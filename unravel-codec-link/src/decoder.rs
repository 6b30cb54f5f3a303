// Unravel
// Copyright (c) 2026 The Project Unravel Developers.
//
// This Source Code Form is subject to the terms of the Mozilla Public
// License, v. 2.0. If a copy of the MPL was not distributed with this
// file, You can obtain one at https://mozilla.org/MPL/2.0/.

use std::io;

use unravel_core::codecs::{DecoderOptions, DEFAULT_SYMBOL_LIMIT};
use unravel_core::errors::{limit_error, malformed_tree_error, out_of_bits_error, Error, Result};
use unravel_core::io::{CodeWord, ReadBitsLtr, WordReaderLtr};
use unravel_core::tree::{LinkTable, Node, ROOT_NODE};

use log::{debug, warn};

/// Decodes `xsz` symbols from the first `word_budget` words of `stream` using `link_table`.
///
/// Bits are consumed from the most-significant to the least-significant bit of each word, and
/// decoding continues into the next word once a word is exhausted. Returns an `OutOfBits` error if
/// the stream runs out of bits before `xsz` symbols are decoded.
pub fn decode<W: CodeWord>(
    stream: &[W],
    link_table: &LinkTable,
    word_budget: usize,
    xsz: usize,
) -> Result<Vec<u64>> {
    let mut bs = WordReaderLtr::with_budget(stream, word_budget);

    let mut out = vec![0; xsz];
    decode_into(&mut bs, link_table, &mut out)?;

    Ok(out)
}

/// Decodes exactly `out.len()` symbols from `bs` into `out` using `link_table`.
///
/// If an error is returned, the symbols decoded before the failure remain in `out`. For an
/// `OutOfBits` error, the number of such symbols is reported by the error.
pub fn decode_into<B: ReadBitsLtr>(
    bs: &mut B,
    link_table: &LinkTable,
    out: &mut [u64],
) -> Result<()> {
    let xsz = out.len();

    let mut node = ROOT_NODE;
    let mut produced = 0;

    while produced < xsz {
        match link_table.node(node)? {
            Node::Internal { one, zero } => {
                let bit = match bs.read_bit() {
                    Ok(bit) => bit,
                    Err(err) if err.kind() == io::ErrorKind::UnexpectedEof => {
                        debug!(
                            "out of code bits at {} with {} of {} symbols decoded",
                            bs.position(),
                            produced,
                            xsz
                        );
                        return out_of_bits_error(produced);
                    }
                    Err(err) => return Err(Error::IoError(err)),
                };

                node = if bit { one } else { zero };
            }
            Node::Leaf(value) => {
                out[produced] = value;
                produced += 1;

                // Every symbol is decoded starting from the root.
                node = ROOT_NODE;
            }
        }
    }

    // One symbol left over. The loop above only exits once every symbol is decoded, so this
    // cannot be reached. It is kept so the trailing behaviour of reference decoders is preserved.
    if produced + 1 == xsz {
        warn!("decoding a trailing symbol at node {} without reading any bits", node);

        match link_table.node(node)? {
            Node::Leaf(value) => out[produced] = value,
            Node::Internal { .. } => return malformed_tree_error(node),
        }
    }

    debug!("decoded {} symbols, next bit at {}", xsz, bs.position());

    Ok(())
}

/// `LinkDecoder` decodes codeword streams with a single link table.
///
/// A `LinkDecoder` holds no per-stream state and may be shared between threads to decode
/// independent streams in parallel.
#[derive(Clone, Debug)]
pub struct LinkDecoder {
    table: LinkTable,
    symbol_limit: Option<usize>,
}

impl LinkDecoder {
    /// Attempts to instantiate a `LinkDecoder` for `table` using the provided options.
    ///
    /// If `options.verify` is set, the link table is verified first and a malformed tree error is
    /// returned if any bit pattern does not end at a leaf.
    pub fn try_new(table: LinkTable, options: &DecoderOptions) -> Result<Self> {
        if options.verify {
            let depth = table.max_depth()?;
            debug!("verified link table with {} entries, max code length {}", table.len(), depth);
        }

        let symbol_limit = options.limit_symbols.limit_or_default(DEFAULT_SYMBOL_LIMIT);

        Ok(LinkDecoder { table, symbol_limit })
    }

    /// Gets the link table used by the decoder.
    pub fn link_table(&self) -> &LinkTable {
        &self.table
    }

    /// Decodes `xsz` symbols from the first `word_budget` words of `stream`.
    pub fn decode<W: CodeWord>(
        &self,
        stream: &[W],
        word_budget: usize,
        xsz: usize,
    ) -> Result<Vec<u64>> {
        self.check_limit(xsz)?;
        decode(stream, &self.table, word_budget, xsz)
    }

    /// Decodes exactly `out.len()` symbols from `bs` into `out`.
    pub fn decode_into<B: ReadBitsLtr>(&self, bs: &mut B, out: &mut [u64]) -> Result<()> {
        self.check_limit(out.len())?;
        decode_into(bs, &self.table, out)
    }

    fn check_limit(&self, xsz: usize) -> Result<()> {
        match self.symbol_limit {
            Some(limit) if xsz > limit => limit_error("number of symbols exceeds the limit"),
            _ => Ok(()),
        }
    }
}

....

Pull every line containing "position" from the entries above and copy it.

Task output:
                            bs.position(),
    debug!("decoded {} symbols, next bit at {}", xsz, bs.position());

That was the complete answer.